Most of what we've seen so far in Star Wars is goodies versus baddies. And Aphra ain't that. And I would suggest that the reason people ... respond more to Han Solo than they respond to Luke Skywalker is because he's not just playing the goodie. He's a little more complicated than that. And Aphra is 100% the same but from the other direction."

Trent Moore of SyFy Wire deemed Aphra "arguably the best thing" about the Darth Vader series, and Catrina Dennis of StarWars.com calls her "the type of character that steals every scene she's in." Hanna Flint of SyFy Wire describes Aphra as "an edgy, cool and refreshingly diverse character", and Bria Lavorgna of StarWars.com calls her "one of the coolest characters in Star Wars right now." Noting that Aphra's first appearance was an homage to Indiana Jones, Alan Scherstuhl of Slate states that she subsequently "gains a depth that Indiana Jones never quite did", and praised the fact that Gillen has "never exploited or exoticized her sexuality." Citing Aphra's "feats of technological prowess coupled with her unpredictable personality" as the characteristics which "make her a character worth watching", Dennis writes, "Aphra has stolen the hearts of fans everywhere with her unpredictable humor and a complicated backstory that has unfolded into something much more than her introduction to the saga may have let on."

TJ Mills of ScreenRant called Aphra a "morally questionable archaeologist and rogue adventurer" and noted the connection to Indiana Jones, recommending the character, and related series, to fans of that character.
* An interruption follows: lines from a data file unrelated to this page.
//! Document confidence for engines that report none
//!
//! Recognition models like ocrs return text without scores, so confidence
//! is estimated from how much the text looks like language. Stray symbols
//! gate the score; word shapes and character runs refine it.

/// Score `text` in 0..=1
pub fn text_confidence(text: &str) -> f32 {
    let chars = text.chars().filter(|c| !c.is_whitespace()).count();
    if chars == 0 {
        return 0.0;
    }
    if chars < 4 {
        return 0.5;
    }

    let score = symbol_score(text) * (0.6 * word_shape_score(text) + 0.4 * run_score(text));
    score.clamp(0.0, 1.0)
}

/// Share of characters that are letters, digits or ordinary punctuation
fn symbol_score(text: &str) -> f32 {
    let mut total = 0usize;
    let mut plain = 0usize;
    let mut letters = 0usize;
    for c in text.chars().filter(|c| !c.is_whitespace()) {
        total += 1;
        if c.is_alphanumeric() || c.is_ascii_punctuation() {
            plain += 1;
        }
        if c.is_alphabetic() {
            letters += 1;
        }
    }
    let plain_ratio = plain as f32 / total as f32;
    let letter_ratio = letters as f32 / total as f32;
    // One stray symbol in ten already means the line is mostly noise
    let symbols = (1.0 - (1.0 - plain_ratio) * 10.0).max(0.0);
    0.7 * symbols + 0.3 * (letter_ratio * 1.5).min(1.0)
}

/// Plausibility of the word-length distribution
fn word_shape_score(text: &str) -> f32 {
    let lengths: Vec<usize> = text.split_whitespace().map(|w| w.chars().count()).collect();
    if lengths.is_empty() {
        return 0.0;
    }
    let mean = lengths.iter().sum::<usize>() as f32 / lengths.len() as f32;
    let typical = if (3.0..=9.0).contains(&mean) {
        1.0
    } else if (2.0..=13.0).contains(&mean) {
        0.7
    } else {
        0.3
    };
    let fragments = lengths.iter().filter(|&&l| l == 1).count() as f32 / lengths.len() as f32;
    typical * (1.0 - fragments.min(1.0) * 0.6)
}

/// Penalty for the longest run of one repeated non-space character
fn run_score(text: &str) -> f32 {
    let mut longest = 0usize;
    let mut run = 0usize;
    let mut prev = None;
    for c in text.chars() {
        if !c.is_whitespace() && Some(c) == prev {
            run += 1;
        } else {
            run = 1;
        }
        longest = longest.max(run);
        prev = Some(c);
    }
    match longest {
        0..=3 => 1.0,
        4..=5 => 0.7,
        6..=9 => 0.4,
        _ => 0.1,
    }
}
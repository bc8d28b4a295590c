//! Individual enhancement steps, each a pure function over image values

pub mod denoise;
pub mod deskew;
pub mod grayscale;
pub mod morphology;
pub mod normalize;
pub mod sharpen;
pub mod threshold;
Mills also called Aphra "the perfect leading character" and said that her character "brought more LGBTQ+ representation to the franchise," leading to more "inclusive storytelling" throughout the franchise. James Troughton of CBR had similar observations, saying that she is a "more morally complex take on Indiana Jones," is a lesbian who is attracted to Sana Starros, Magna Tolvan, and Sister Six, and is not a hero or villain.

Some fans have cosplayed as Aphra. Alyssa Wong said it was "surreal" to see a shirt with Aphra, noting she saw cosplayers at conventions, calling it "wild", "crazy", and "cool". In 2017, Starwars.com interviewed multiple Aphra cosplayers, who described Aphra as inspirational, empowering, "ruthless yet human," "snarky," charming, fearless. Brian Colucci of Screenrant stated that cosplay of Aphra showed the live-action potential of the character.

==Merchandising==
In 2018, Hasbro released an action figure set of Doctor Aphra and her two killer droids, 0-0-0 and BT-1. Doctor Aphra and her two droids have also appeared in the Star Wars: The Black Series line of 6" action figures, which were re-issued in 2024. Her droids also appear as 1/6th scale figures produced by Hot Toys.